#### [What is being asked]
Go over the material below and report every line that contains the word "String".

——————

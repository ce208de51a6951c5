//! Error types for ridelog core operations.
//!
//! Input grammar failures (`Format`) are recovered by the acquisition loop and
//! never reach its caller. Everything else is surfaced; the CLI layer maps
//! these to user-facing messages and exit codes.

use thiserror::Error;

/// Result type alias for ridelog operations.
pub type Result<T> = std::result::Result<T, RideError>;

/// Core error type for ridelog operations.
#[derive(Debug, Error)]
pub enum RideError {
    /// Textual input did not match any accepted grammar
    #[error("Format error: {0}")]
    Format(String),

    /// The input stream ended before acquisition finished
    #[error("Input ended before the ride was complete")]
    StreamExhausted,

    /// I/O error on the prompt streams or the settings file
    #[error("I/O error: {source}")]
    Io {
        #[from]
        source: std::io::Error,
    },

    /// SQLite-specific storage error
    #[error("SQLite error: {source}")]
    Sqlite {
        #[from]
        source: rusqlite::Error,
    },

    /// Data validation error
    #[error("Validation error: {0}")]
    Validation(String),

    /// Storage backend error (generic)
    #[error("Storage error: {0}")]
    Storage(String),
}

impl RideError {
    /// Shorthand for a grammar failure on `input`.
    pub(crate) fn format(input: &str, expected: &str) -> Self {
        RideError::Format(format!("{:?} (expected {})", input, expected))
    }
}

——————

#### [Finished task]
    Format(String),
    Validation(String),
    Storage(String),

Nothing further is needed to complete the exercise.